Un filtrage inefficace, précisent les auteurs de ce communiqué, car cela ne bloquera en rien les trafics de contenu à caractère pédophile par d’autres réseaux d’échange. Ergo, conclut en substance Jérémie Zimmermann, porte-parole de La Quadrature du Net, la lutte contre les cyber-pédophiles n’est qu’un prétexte pour renforcer le flicage du Net, tout en évitant de s’attaquer directement au problème de fond.
L’on pourrait même s’interroger, de manière plus générale, sur l’efficacité de la méthode prétendument appliquée par la Loppsi. Elle se résume peu ou prou à chasser le «consommateur » et ne cherche pas à protéger les victimes en frappant directement les pourvoyeurs. Dans le domaine de la prostitution ou du trafic de drogues illicites, la traque du client s’est toujours avérée inefficace, tandis que le travail d’enquête sur le terrain visant à remonter les « filières » et ainsi décapiter le réseau est systématiquement payant. En matière de pédopornographie, la question est d’autant plus délicate que la « source » est avant tout une victime, difficile à secourir compte tenu des lourdeurs et lenteurs des procédures judiciaires et policières transfrontières, notamment entre l’Europe et les pays de l’Est.
Cet article 4, à l’instar de bon nombre de dispositions de la Loppsi visant à policer les NTIC, se résume à une tentative de réponse technique inadaptée dans le but de résoudre un problème essentiellement politique… et humain.
Probablement pour éviter tout risque de fuites d’information et toute dépense inutile dans le déploiement d’outils DLP, MM les sénateurs UMP Gérard Longuet et Gérard Cornu ont soutenu et fait voter une loi permettant à l’Etat de vendre à la petite semaine le fichier des immatriculations automobiles (dit « fichier cartes grises »). Un scoop signé Elisabeth Fleury du Parisien.

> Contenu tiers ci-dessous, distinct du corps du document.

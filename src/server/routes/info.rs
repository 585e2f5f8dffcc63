use axum::{
    extract::{rejection::QueryRejection, Query, State},
    http::header,
    response::{IntoResponse, Response},
    Json,
};
use serde::Deserialize;

use crate::server::app::AppState;
use crate::utils::error::ApiError;

/// Shared-cache lifetime for successful lookups (30 days)
pub const CACHE_SUCCESS: &str = "s-maxage=2592000, stale-while-revalidate";

#[derive(Debug, Deserialize)]
pub struct InfoParams {
    pub q: Option<String>,
    pub f: Option<String>,
}

/// `GET /api/info?q=<query>&f=<format>`
pub async fn info_handler(
    State(state): State<AppState>,
    params: Result<Query<InfoParams>, QueryRejection>,
) -> Result<Response, ApiError> {
    let Query(params) = params.map_err(|rejection| ApiError::Validation(rejection.body_text()))?;

    let document = state
        .facade
        .get_info(params.q.as_deref(), params.f.as_deref())
        .await?;

    Ok(([(header::CACHE_CONTROL, CACHE_SUCCESS)], Json(document)).into_response())
}
pub mod app;
pub mod routes;

pub use app::{build_app, AppState};
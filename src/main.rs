//! ytinfo - HTTP API over yt-dlp
//!
//! Resolves URLs or search terms into yt-dlp metadata documents and streams
//! re-muxed downloads through ffmpeg.

use std::sync::Arc;

use anyhow::{Context, Result};
use clap::Parser;
use tracing_subscriber::{layer::SubscriberExt, util::SubscriberInitExt};
use ytinfo::downloader::Transcoder;
use ytinfo::{build_app, AppSettings, AppState, InfoFacade, YtDlpExtractor};

#[tokio::main]
async fn main() -> Result<()> {
    let settings = AppSettings::parse();

    // Initialize logging
    tracing_subscriber::registry()
        .with(
            tracing_subscriber::EnvFilter::try_from_default_env()
                .unwrap_or_else(|_| "info,ytinfo=debug,tower_http=debug".into()),
        )
        .with(tracing_subscriber::fmt::layer())
        .init();

    let extractor = match &settings.ytdlp_path {
        Some(path) => YtDlpExtractor::with_path(path),
        None => YtDlpExtractor::new(),
    }
    .context("Failed to initialize yt-dlp (install it with `pip install yt-dlp` or set YTDLP_PATH)")?;

    let transcoder = match &settings.ffmpeg_path {
        Some(path) => Transcoder::new(path),
        None => Transcoder::locate(),
    };

    let facade = InfoFacade::new(Arc::new(extractor), settings.request_timeout());
    let app = build_app(AppState::new(facade, transcoder));

    let addr = settings.bind_addr();
    tracing::info!("Starting server on {}", addr);
    tracing::info!(
        "Request timeout: {}s",
        settings.request_timeout().as_secs()
    );

    let listener = tokio::net::TcpListener::bind(&addr)
        .await
        .with_context(|| format!("Failed to bind to {}", addr))?;

    axum::serve(listener, app)
        .with_graceful_shutdown(shutdown_signal())
        .await
        .context("Server error")?;

    Ok(())
}

async fn shutdown_signal() {
    if let Err(e) = tokio::signal::ctrl_c().await {
        tracing::warn!("Failed to listen for shutdown signal: {}", e);
        std::future::pending::<()>().await;
    }
    tracing::info!("Shutting down");
}
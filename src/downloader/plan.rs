//! Turning an info document into an ffmpeg invocation

use crate::utils::error::ApiError;
use serde_json::Value;

/// What to feed ffmpeg and how to label the result
#[derive(Debug, Clone, PartialEq, Eq)]
pub struct DownloadPlan {
    pub inputs: Vec<String>,
    pub audio_only: bool,
    pub title: String,
}

impl DownloadPlan {
    /// Inspect an info document and decide whether it can be streamed.
    pub fn from_info(info: &Value) -> Result<Self, ApiError> {
        let object = info
            .as_object()
            .ok_or_else(|| rejected("Invalid response from info endpoint"))?;

        if object.contains_key("entries") {
            return Err(rejected("This endpoint does not support playlists"));
        }

        let acodec = object.get("acodec").and_then(Value::as_str);
        let vcodec = object.get("vcodec").and_then(Value::as_str);
        if acodec == Some("none") && vcodec != Some("none") {
            return Err(rejected("Only video, no audio is not supported"));
        }
        let audio_only = acodec != Some("none") && vcodec == Some("none");

        let requested: &[Value] = object
            .get("requested_formats")
            .and_then(Value::as_array)
            .map(Vec::as_slice)
            .unwrap_or_default();
        let format_url = |index: usize| {
            requested
                .get(index)
                .and_then(|f| f.get("url"))
                .and_then(Value::as_str)
                .filter(|u| !u.is_empty())
        };

        let primary = object
            .get("url")
            .and_then(Value::as_str)
            .filter(|u| !u.is_empty())
            .or_else(|| format_url(0))
            .ok_or_else(|| rejected("No valid input URL found in info response"))?;

        let mut inputs = vec![primary.to_string()];
        if !audio_only && requested.len() > 1 {
            if let Some(second) = format_url(1) {
                inputs.push(second.to_string());
            }
        }

        let title = object
            .get("title")
            .and_then(Value::as_str)
            .filter(|t| !t.is_empty())
            .unwrap_or("download")
            .to_string();

        Ok(Self {
            inputs,
            audio_only,
            title,
        })
    }

    pub fn content_type(&self) -> &'static str {
        if self.audio_only {
            "audio/mpeg3"
        } else {
            "video/mp4"
        }
    }

    pub fn filename(&self) -> String {
        let ext = if self.audio_only { "mp3" } else { "mp4" };
        format!("{}.{}", self.title, ext)
    }

    /// ffmpeg arguments writing the container to stdout
    pub fn ffmpeg_args(&self) -> Vec<String> {
        let mut args = Vec::new();
        for input in &self.inputs {
            args.push("-i".to_string());
            args.push(input.clone());
        }

        let encoding: &[&str] = if self.audio_only {
            &["-acodec", "libmp3lame", "-f", "mp3"]
        } else {
            &[
                "-c:v",
                "libx264",
                "-acodec",
                "aac",
                "-movflags",
                "frag_keyframe+empty_moov",
                "-f",
                "mp4",
            ]
        };
        args.extend(encoding.iter().map(|s| s.to_string()));
        args.push("-".to_string());
        args
    }
}

/// `Content-Disposition` header value for an attachment named `filename`.
///
/// Names that are not plain printable ASCII get a `?`-substituted fallback
/// plus an RFC 5987 `filename*` parameter.
pub fn content_disposition(filename: &str) -> String {
    let fallback: String = filename
        .chars()
        .map(|c| if (' '..='~').contains(&c) { c } else { '?' })
        .collect();
    let quoted = fallback.replace('\\', "\\\\").replace('"', "\\\"");

    if fallback == filename {
        format!("attachment; filename=\"{}\"", quoted)
    } else {
        format!(
            "attachment; filename=\"{}\"; filename*=UTF-8''{}",
            quoted,
            urlencoding::encode(filename)
        )
    }
}

fn rejected(message: &str) -> ApiError {
    ApiError::Validation(message.to_string())
}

Demi-scoop devrait-on dire, car cette pratique serait en fait relativement ancienne. L’Etat se serait transformé en « data broker » depuis au moins 1983, avec une discrétion digne des actions classées « confidentiel défense ». Un fait que rappelle d’ailleurs une communication de la CNIL. Plus étonnant encore, cette même Cnil déclare que chaque automobiliste peut s’opposer à ce commerce de données personnelles, car précisément, depuis 2006, « le formulaire de demande de certificat d’immatriculation contient une case à cocher permettant aux automobilistes de s’opposer à ce que leurs données puissent être réutilisées à des fins de prospection commerciale. »
« Une case à cocher permettant de s’opposer »… n’est-ce pas là une clause d’opt-out considérée comme illégale en Europe en général et en France en particulier ?

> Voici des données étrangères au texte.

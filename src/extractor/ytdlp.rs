//! yt-dlp wrapper for metadata extraction
//!
//! Every call spawns a fresh `yt-dlp --dump-single-json` process configured
//! from the request's [`ExtractionOptions`]; nothing is downloaded and no
//! state survives between calls.

use crate::extractor::models::ExtractionOptions;
use crate::extractor::traits::Extractor;
use crate::utils::error::ExtractionError;
use async_trait::async_trait;
use serde_json::Value;
use std::ffi::OsString;
use std::path::{Path, PathBuf};
use std::process::{Command, Stdio};
use tokio::process::Command as AsyncCommand;
use tracing::{debug, error, info, warn};

/// yt-dlp exits with this status when a `DownloadError` was raised
const DOWNLOAD_ERROR_EXIT_CODE: i32 = 1;

/// Metadata extractor backed by the yt-dlp executable
#[derive(Debug, Clone)]
pub struct YtDlpExtractor {
    ytdlp_path: PathBuf,
    version: String,
}

impl YtDlpExtractor {
    /// Locate yt-dlp and probe its version
    ///
    /// Search order:
    /// 1. Next to the current executable (bundled deployments)
    /// 2. System PATH
    /// 3. Common installation paths (Homebrew, pip --user, ...)
    pub fn new() -> Result<Self, ExtractionError> {
        let ytdlp_path = match find_ytdlp() {
            Some(path) => path,
            None => {
                error!("yt-dlp not found anywhere!");
                return Err(ExtractionError::NotFound);
            }
        };

        Self::with_path(ytdlp_path)
    }

    /// Use an explicit yt-dlp executable
    pub fn with_path(ytdlp_path: impl Into<PathBuf>) -> Result<Self, ExtractionError> {
        let ytdlp_path = ytdlp_path.into();
        let version = probe_version(&ytdlp_path)?;
        info!("Using yt-dlp {} at {}", version, ytdlp_path.display());

        Ok(Self {
            ytdlp_path,
            version,
        })
    }

    /// Get the path to yt-dlp being used
    pub fn ytdlp_path(&self) -> &Path {
        &self.ytdlp_path
    }
}

#[async_trait]
impl Extractor for YtDlpExtractor {
    fn id(&self) -> &'static str {
        "ytdlp"
    }

    fn version(&self) -> &str {
        &self.version
    }

    async fn extract_info(
        &self,
        query: &str,
        options: &ExtractionOptions,
    ) -> Result<Value, ExtractionError> {
        debug!(query, format = %options.format, "Extracting info with yt-dlp");

        let output = AsyncCommand::new(&self.ytdlp_path)
            .args(build_args(query, options))
            .stdin(Stdio::null())
            .kill_on_drop(true)
            .output()
            .await?;

        if !output.status.success() {
            let stderr = String::from_utf8_lossy(&output.stderr);
            return Err(classify_failure(output.status.code(), &stderr));
        }

        let json_str = String::from_utf8(output.stdout)?;
        let document: Value = serde_json::from_str(&json_str)?;

        Ok(document)
    }
}

/// Command line for a single non-downloading extraction.
///
/// The query goes after `--` so it is never parsed as an option.
pub fn build_args(query: &str, options: &ExtractionOptions) -> Vec<OsString> {
    let mut args: Vec<OsString> = vec![
        "--ignore-config".into(),
        "--dump-single-json".into(),
        "--no-warnings".into(),
        "--default-search".into(),
        options.default_search.clone().into(),
        "--format".into(),
        options.format.clone().into(),
        "--retries".into(),
        options.retries.to_string().into(),
        "--encoding".into(),
        options.encoding.clone().into(),
        "--socket-timeout".into(),
        options.socket_timeout_secs.to_string().into(),
    ];
    args.push("--".into());
    args.push(query.into());
    args
}

/// Map a failed yt-dlp run onto the extraction error taxonomy.
///
/// Exit status 1 with an `ERROR:` line means yt-dlp itself gave up on the
/// query; the last such line is reported verbatim.
pub fn classify_failure(exit_code: Option<i32>, stderr: &str) -> ExtractionError {
    let reported = stderr
        .lines()
        .rev()
        .map(str::trim)
        .find(|line| line.starts_with("ERROR:"));

    match (exit_code, reported) {
        (Some(DOWNLOAD_ERROR_EXIT_CODE), Some(line)) => {
            warn!("yt-dlp could not resolve query: {}", line);
            ExtractionError::Download(line.to_string())
        }
        (code, _) => {
            let detail = stderr.trim();
            error!("yt-dlp failed (exit code {:?}): {}", code, detail);
            let status = code.map_or_else(|| "a signal".to_string(), |c| format!("status {}", c));
            if detail.is_empty() {
                ExtractionError::Failed(format!("yt-dlp terminated by {}", status))
            } else {
                ExtractionError::Failed(format!("yt-dlp terminated by {}: {}", status, detail))
            }
        }
    }
}

fn probe_version(ytdlp_path: &Path) -> Result<String, ExtractionError> {
    let output = Command::new(ytdlp_path)
        .arg("--version")
        .stdin(Stdio::null())
        .output()?;

    if !output.status.success() {
        let stderr = String::from_utf8_lossy(&output.stderr);
        return Err(ExtractionError::Failed(format!(
            "yt-dlp --version failed: {}",
            stderr.trim()
        )));
    }

    let version = String::from_utf8(output.stdout)?.trim().to_string();
    if version.is_empty() {
        return Err(ExtractionError::Failed(
            "yt-dlp --version printed nothing".to_string(),
        ));
    }
    Ok(version)
}

// ============================================================
// yt-dlp Detection Functions
// ============================================================

/// Find yt-dlp binary with priority:
/// 1. Bundled (next to the executable)
/// 2. System PATH
/// 3. Common installation paths
pub fn find_ytdlp() -> Option<PathBuf> {
    if let Some(bundled) = find_bundled_ytdlp() {
        info!("✓ Using bundled yt-dlp: {:?}", bundled);
        return Some(bundled);
    }

    if let Ok(system) = which::which("yt-dlp") {
        info!("✓ Using system yt-dlp: {:?}", system);
        return Some(system);
    }

    if let Some(common) = find_in_common_paths() {
        info!("✓ Using yt-dlp from common path: {:?}", common);
        return Some(common);
    }

    warn!("✗ yt-dlp not found anywhere!");
    None
}

fn find_bundled_ytdlp() -> Option<PathBuf> {
    let exe_path = std::env::current_exe().ok()?;
    let exe_dir = exe_path.parent()?;

    let candidate = exe_dir.join("yt-dlp");
    debug!("Checking bundled path: {:?}", candidate);
    if candidate.is_file() && is_executable(&candidate) {
        return Some(candidate);
    }

    None
}

fn find_in_common_paths() -> Option<PathBuf> {
    let common_paths = [
        // macOS Homebrew (Apple Silicon)
        "/opt/homebrew/bin/yt-dlp",
        // Homebrew (Intel) / manual installs
        "/usr/local/bin/yt-dlp",
        // System packages
        "/usr/bin/yt-dlp",
        // pip --user
        "~/.local/bin/yt-dlp",
    ];

    for path_str in common_paths {
        let expanded = match path_str.strip_prefix("~/") {
            Some(rest) => match dirs::home_dir() {
                Some(home) => home.join(rest),
                None => continue,
            },
            None => PathBuf::from(path_str),
        };

        if expanded.is_file() && is_executable(&expanded) {
            return Some(expanded);
        }
    }

    None
}

/// Check if a file is executable
fn is_executable(path: &Path) -> bool {
    #[cfg(unix)]
    {
        use std::os::unix::fs::PermissionsExt;

        std::fs::metadata(path)
            .map(|metadata| metadata.permissions().mode() & 0o111 != 0)
            .unwrap_or(false)
    }

    #[cfg(not(unix))]
    {
        path.exists()
    }
}

// ============================================================
// Tests
// ============================================================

Dans les colonnes de notre confrère Rue 89, Corinne Lepage, député au Parlement Européen et actuelle présidente de Cap21 (mouvement vert) va plus loin et considère l’ensemble de ces dispositions comme totalement illégales et anticonstitutionnelles. Trois articles de la loi Informatique et Liberté sont clairement violés, explique l’ex Ministre de l’Environnement (quatre si l’on considère l’usage d’une case « opt out » dans les formulaires de demande de carte grise). On espère donc une explication de la Cnil un peu plus circonstanciée qu’un simple « tout va bien, nous avons rappelé le principe de la loi ».